The technology behind WolframAlpha is truly incredible. It's likely one of the m...

jnazario · on Oct 17, 2013

yes and no. it's a tremendous amount of work to organize information and build associations between what you ask and what you get, although it certainly has a lot of gaps. it's also a neat way to look at how to combine information.

that said it's within grasp of many of us: natural language interfaces (NLI) and SPARQL databases and endpoints. have a look at this semanticweb q&a:

http://answers.semanticweb.com/questions/12747/natural-langu...

some good links in there. basically find your SPARQL endpoints, have a list of synonyms mapped between your inputs (which you parse with NLP tools like weka or the stanford parser, or even python's nltk) and map your query to your ontologie(s) from your endpoints. then try successive answers.

a good, simple interface to play around with that is quepy:

http://quepy.machinalis.com/

a few others exist.

hope that helps. despite challenges in the adoption rates of the semantic web, i think it's the future of information retrieval because it makes sense for us as users and truly organizes information.

taliesinb · on Oct 17, 2013

Some of our stuff is simple database lookup (ala Google knowledge graph), other stuff is more algorithmic and computational in nature.

The problem we've had with SPARQL and co is that we feel it isn't optimized for computational queries.
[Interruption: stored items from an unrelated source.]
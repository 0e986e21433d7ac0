//! apigate Library
//!
//! The dispatcher core of an API gateway: ingest live configuration from
//! a metadata store, keep a consistent in-memory model of the fleet, and
//! answer per-request dispatch decisions.

pub mod adapters;
pub mod config;
pub mod dispatcher;
pub mod domain;
pub mod filter;
pub mod infrastructure;
pub mod runtime;

// Re-export commonly used types
pub use config::load_config;
pub use dispatcher::{DispatchError, DispatchResult, DispatchTarget, Dispatcher, EntityKind};
pub use domain::entities::{Api, Bind, CircuitStatus, Cluster, Proxy, Routing, Server, Status};
pub use domain::ports::{Analyser, Event, EventSource, EventType, MetaStore, MetaValue};
pub use domain::request::DispatchRequest;
pub use filter::{CachingFilter, Filter, FilterContext};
Ontologies don't matter as much in that case, and inference in tuple stores costs you significantly in performance, although the technology is improving.

As often as not, however, the computationally irreducible work lies in making a domain suitable for computational consumption, not in the technology used for representation.

To analogize, UTF-8 is great, but without the notion of Unicode code points it wouldn't exist.

luikore · on Oct 17, 2013

Do you have any reference of wolframalpha using SPARQL? I don't think they are using similar things.

Helianthus · on Oct 17, 2013

... It's a parlor trick.

The computational complexity going on is minimal compared to the effort it takes to create and maintain the dataset. Accessing it with a formal query language is then straightforward.

The parlor trick is making the formal query language seem as informal and colloquial as possible. But fiddle with breaking it and you'll see you're just running searches on very specific and very specifically tagged data.

Edit: Having thought about it more, the reason it's 'underutilied' is that it's actually not that useful. Your knowledge of its dataset is more important than its ability to provide it for you--witness the person below who knew that it could provide nutrition information.

Your index on its information is better than its index, in other words.